NaturalCC is a sequence modeling toolkit that allows researchers and developers to train custom models

Last update: Dec 28, 2022

Overview

NaturalCC

NaturalCC is a sequence modeling toolkit that allows researchers and developers to train custom models for many software engineering tasks, e.g., code summarization, code retrieval, code completion, code clone detection and type inference.

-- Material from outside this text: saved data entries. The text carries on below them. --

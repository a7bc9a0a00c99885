mod backend;
mod client;
mod commands;

use backend::{
    AdminBackend,
    LocalAdmin,
};
use clap::{
    Parser,
    Subcommand,
};
use client::AdminClient;
use color_eyre::eyre::{
    Result,
    WrapErr,
};
use plinko::{
    Points,
    ledger::LedgerService,
    stats::StatsOptions,
    storage::sled_storage::SledStorage,
};
use std::{
    fs,
    io,
    path::PathBuf,
};
use tracing_subscriber::EnvFilter;

#[derive(Parser, Debug)]
#[command(
    name = "plinko-admin",
    about = "Inspect and manage the Plinko ledger",
    version
)]
struct Args {
    /// Sled database directory, opened directly; only usable while no server
    /// has it open (defaults to ~/.plinko/db)
    #[arg(long, default_value = "~/.plinko/db")]
    db_path: String,

    /// Base URL of a running plinko-server; commands go through its admin API
    #[arg(long, conflicts_with = "db_path")]
    server: Option<String>,

    /// Sent as the admin token header when using --server
    #[arg(long, requires = "server")]
    admin_token: Option<String>,

    #[command(subcommand)]
    command: Command,
}

#[derive(Subcommand, Debug)]
enum Command {
    /// Print aggregate statistics, recent games and top players
    Stats {
        #[arg(long, default_value_t = 5)]
        top: usize,

        #[arg(long, default_value_t = 10)]
        recent: usize,
    },
    /// Show all settings, show one, or set one
    Config { key: Option<String>, value: Option<String> },
    /// Credit (or debit, with a negative amount) a user's balance
    Points {
        username: String,
        #[arg(allow_hyphen_values = true)]
        amount: Points,
    },
    /// Create an account
    Register {
        username: String,

        #[arg(long, default_value_t = 0)]
        balance: Points,
    },
}

#[tokio::main]
async fn main() -> Result<()> {
    color_eyre::install()?;
    let _ = tracing_subscriber::fmt()
        .with_env_filter(
            EnvFilter::try_from_default_env().unwrap_or_else(|_| EnvFilter::new("warn")),
        )
        .with_writer(io::stderr)
        .try_init();

    let args = Args::parse();
    if let Some(server) = &args.server {
        let client = AdminClient::new(server.as_str(), args.admin_token.clone())?;
        return run(&client, args.command).await;
    }

    let db_path = PathBuf::from(shellexpand::tilde(&args.db_path).into_owned());
    fs::create_dir_all(&db_path)
        .wrap_err_with(|| format!("creating database directory {}", db_path.display()))?;
    let storage = SledStorage::open(&db_path).wrap_err_with(|| {
        format!(
            "opening ledger at {}; if plinko-server is running it holds the lock, \
             so pass --server <URL> to go through its admin API instead",
            db_path.display()
        )
    })?;
    let admin = LocalAdmin::new(LedgerService::new(storage));
    run(&admin, args.command).await
}

async fn run(backend: &impl AdminBackend, command: Command) -> Result<()> {
    let mut out = io::stdout().lock();
    match command {
        Command::Stats { top, recent } => {
            let options = StatsOptions {
                top_players: top,
                recent_games: recent,
            };
            commands::stats(backend, &options, &mut out).await
        }
        Command::Config { key, value } => {
            commands::config(backend, key.as_deref(), value.as_deref(), &mut out).await
        }
        Command::Points { username, amount } => {
            commands::points(backend, &username, amount, &mut out).await
        }
        Command::Register { username, balance } => {
            commands::register(backend, &username, balance, &mut out).await
        }
    }
}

Our vision is to bridge the gap between programming language and natural language through machine learning techniques.

⭐ Features

A collection of code corpus with data preprocessing
Performance benchmark
Mixed precision training
- Nvidia APEX
- Automatic Mixed Precision
Multi-GPU training
Better logging output
Various Implementations:
- tensorflow gradient clipping
- optimizers or learning schedulers
- baseline models
- binary data formats

🚀 Installation

Requirements

PyTorch version >= 1.6.0
Python version >= 3.6
GCC/G++ > 5.0
For training new models, you'll also need an NVIDIA GPU and NCCL
(optional) For faster training, you need to install NVIDIA's apex library.

1. Install prerequisite libraries

git clone https://github.com/xcodemind/naturalcc && cd naturalcc
pip install -r requirements.txt

Once you installed prerequisite libraries, you can check them via python -m env_test

2. Build or install NaturalCC

Export your NaturalCC cache directory (data and models will be saved in this directory) to user variables(~/.bashrc or ~/.zshrc).

> ~/.bashrc">

echo "export NCC=/data/ncc_data" >> ~/.bashrc

Note: PyCharm cannot get environment variables and, therefore, we recommend you to register your NCC variable at ncc/__init__.py.

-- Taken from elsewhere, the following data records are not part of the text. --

impl GameRepository for SledStorage {
    fn commit_play(&self, commit: PlayCommit) -> crate::Result<GameRecord> {
        let record = (&self.accounts, &self.games, &self.games_by_user)
            .transaction(|(accounts, games, games_by_user)| -> TxResult<GameRecord> {
                let key = commit.user_id.to_be_bytes();
                let Some(value) = accounts.get(key)? else {
                    return Err(abort(Error::UserNotFound(commit.user_id.to_string())));
                };
                let mut account: Account = deserialize(value.as_ref()).map_err(abort)?;
                if account.balance != commit.expected_balance {
                    return Err(abort(anyhow!(
                        "balance for user {} changed during play (expected {}, found {})",
                        commit.user_id,
                        commit.expected_balance,
                        account.balance
                    )));
                }
                account.balance = commit.new_balance;

                let record = commit.clone().into_record(games.generate_id()? + 1);
                let account_bytes = serialize_record(&account, "account").map_err(abort)?;
                let record_bytes =
                    serialize_record(&record, "game record").map_err(abort)?;
                accounts.insert(key.to_vec(), account_bytes)?;
                games.insert(record.id.to_be_bytes().to_vec(), record_bytes)?;
                games_by_user.insert(
                    user_game_key(record.user_id, record.created_at, record.id).to_vec(),
                    Vec::new(),
                )?;
                Ok(record)
            })
            .map_err(|e| from_transaction(e, "commit play"))?;
        self.flush("play")?;
        Ok(record)
    }

    fn count_games_between(
        &self,
        user: UserId,
        from: DateTime<Utc>,
        to: DateTime<Utc>,
    ) -> crate::Result<u32> {
        let start = user_game_key(user, from, 0);
        let end = user_game_key(user, to, 0);
        let mut count = 0u32;
        for entry in self.games_by_user.range(start..end) {
            entry.context("iterate games_by_user index")?;
            count = count.saturating_add(1);
        }
        Ok(count)
    }

    fn games(&self, scope: StatsScope) -> crate::Result<Vec<GameRecord>> {
        let mut records = Vec::new();
        match scope {
            StatsScope::All => {
                for entry in self.games.iter() {
                    let (_, value) = entry.context("iterate game records")?;
                    records.push(deserialize(value.as_ref())?);
                }
            }
            StatsScope::ForUser(user) => {
                for entry in self.games_by_user.scan_prefix(user.to_be_bytes()) {
                    let (key, _) = entry.context("iterate games_by_user index")?;
                    let id: [u8; 8] = key[16..]
                        .try_into()
                        .context("games_by_user key should end with a game id")?;
                    records.push(self.load_game(GameId::from_be_bytes(id))?);
                }
                records.sort_by_key(|record: &GameRecord| record.id);
            }
        }
        Ok(records)
    }
}

#[cfg(test)]
mod tests {
    #![allow(non_snake_case)]
    use super::*;
    use crate::board::Slot;
    use chrono::TimeZone;
    use tempdir::TempDir;

    fn sled_db(temp_dir: &TempDir) -> sled::Db {
        sled::Config::default()
            .path(temp_dir.path())
            .open()
            .expect("open sled db")
    }

    fn at(day: u32, hour: u32) -> DateTime<Utc> {
        Utc.with_ymd_and_hms(2024, 3, day, hour, 0, 0).unwrap()
    }

    fn commit(
        user_id: UserId,
        expected_balance: Points,
        slot: u8,
        created_at: DateTime<Utc>,
    ) -> PlayCommit {
        let slot = Slot::new(slot).unwrap();
        let payout = slot.multiplier().payout(10);
        PlayCommit {
            user_id,
            expected_balance,
            new_balance: expected_balance - 10 + payout,
            bet_amount: 10,
            slot_hit: slot,
            multiplier: slot.multiplier(),
            payout,
            created_at,
        }
    }

    #[test]
    fn open__seeds_default_settings_once() {
        // given
        let temp_dir = TempDir::new("sled_storage_open").unwrap();
        {
            let storage = SledStorage::open(temp_dir.path()).unwrap();
            GameSettings::update(&storage, "max_bet", "500").unwrap();
        }

        // when
        let reopened = SledStorage::open(temp_dir.path()).unwrap();

        // then
        let settings = GameSettings::load(&reopened).unwrap();
        assert_eq!(settings.max_bet, 500);
        assert_eq!(settings.daily_limit, 50);
        assert_eq!(reopened.raw_setting("enabled").unwrap().as_deref(), Some("1"));
    }

    #[test]
    fn sut__when_committing_play_then_balance_and_record_are_persisted() {
        // given
        let temp_dir = TempDir::new("sled_storage_commit").unwrap();
        let db = sled_db(&temp_dir);
        let storage = SledStorage::new(&db).unwrap();
        let alice = storage.create_account("alice", 100, at(1, 8)).unwrap();

        // when
        let record = storage.commit_play(commit(alice.id, 100, 4, at(1, 9))).unwrap();

        // then
        assert_eq!(record.payout, 50);
        assert_eq!(storage.account(alice.id).unwrap().unwrap().balance, 140);
        assert_eq!(storage.games(StatsScope::All).unwrap(), vec![record.clone()]);
        assert_eq!(
            storage.games(StatsScope::ForUser(alice.id)).unwrap(),
            vec![record]
        );
    }

    #[test]
    fn sut__when_balance_is_stale_then_commit_aborts_without_writes() {
        // given
        let temp_dir = TempDir::new("sled_storage_stale").unwrap();
        let db = sled_db(&temp_dir);
        let storage = SledStorage::new(&db).unwrap();
        let alice = storage.create_account("alice", 100, at(1, 8)).unwrap();

        // when
        let result = storage.commit_play(commit(alice.id, 80, 4, at(1, 9)));

        // then
        assert!(matches!(result, Err(Error::Storage(_))));
        assert_eq!(storage.account(alice.id).unwrap().unwrap().balance, 100);
        assert!(storage.games(StatsScope::All).unwrap().is_empty());
        assert_eq!(
            storage
                .count_games_between(alice.id, at(1, 0), at(2, 0))
                .unwrap(),
            0
        );
    }

    #[test]
    fn sut__when_user_is_unknown_then_commit_reports_user_not_found() {
        // given
        let temp_dir = TempDir::new("sled_storage_unknown").unwrap();
        let db = sled_db(&temp_dir);
        let storage = SledStorage::new(&db).unwrap();

        // when
        let result = storage.commit_play(commit(77, 100, 4, at(1, 9)));

        // then
        assert!(matches!(result, Err(Error::UserNotFound(id)) if id == "77"));
    }

    #[test]
    fn count_games_between__only_counts_the_requested_user_and_day() {
        // given
        let temp_dir = TempDir::new("sled_storage_count").unwrap();
        let db = sled_db(&temp_dir);
        let storage = SledStorage::new(&db).unwrap();
        let alice = storage.create_account("alice", 1_000, at(1, 0)).unwrap();
        let bob = storage.create_account("bob", 1_000, at(1, 0)).unwrap();
        let mut balance = 1_000;
        for (day, hour) in [(1, 23), (2, 0), (2, 12), (3, 0)] {
            let record = storage
                .commit_play(commit(alice.id, balance, 0, at(day, hour)))
                .unwrap();
            balance = balance - record.bet_amount + record.payout;
        }
        storage.commit_play(commit(bob.id, 1_000, 0, at(2, 6))).unwrap();

        // when
        let alice_day_two = storage
            .count_games_between(alice.id, at(2, 0), at(3, 0))
            .unwrap();
        let bob_day_two = storage
            .count_games_between(bob.id, at(2, 0), at(3, 0))
            .unwrap();

        // then
        assert_eq!(alice_day_two, 2);
        assert_eq!(bob_day_two, 1);
        assert_eq!(storage.account(alice.id).unwrap().unwrap().balance, 960);
    }

    #[test]
    fn adjust_balance__rejects_overdraft_and_keeps_balance() {
        // given
        let temp_dir = TempDir::new("sled_storage_adjust").unwrap();
        let db = sled_db(&temp_dir);
        let storage = SledStorage::new(&db).unwrap();
        let alice = storage.create_account("alice", 10, at(1, 0)).unwrap();

        // when
        let credited = storage.adjust_balance(alice.id, 15).unwrap();
        let overdrawn = storage.adjust_balance(alice.id, -26);

        // then
        assert_eq!(credited.balance, 25);
        assert!(matches!(overdrawn, Err(Error::NegativeBalance { .. })));
        assert_eq!(
            storage
                .account_by_username("alice")
                .unwrap()
                .map(|a| a.balance),
            Some(25)
        );
    }

    #[test]
    fn create_account__usernames_are_unique() {
        // given
        let temp_dir = TempDir::new("sled_storage_usernames").unwrap();
        let db = sled_db(&temp_dir);
        let storage = SledStorage::new(&db).unwrap();
        storage.create_account("alice", 10, at(1, 0)).unwrap();

        // when
        let duplicate = storage.create_account("alice", 10, at(1, 1));

        // then
        assert!(matches!(duplicate, Err(Error::UsernameTaken(_))));
        assert!(storage.account_by_username("nobody").unwrap().is_none());
    }
}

Compile Cython files to accelerate programs and register NaturalCC into your pip list

# compile for debug
# python setup.py build_ext --inplace
# install 
pip install --editable ./

3. Half precision computation (optional)

NaturalCC supports half precision training.

If your Pytorch.__version__ < 1.6.0 and nvcc -V is runnable, please install apex.
Otherwise, use Automatic Mixed Precision (AMP). Available Now (set amp: 1 in yaml file, An example).

4. Install GCC/G++ with conda (if you do not have permission)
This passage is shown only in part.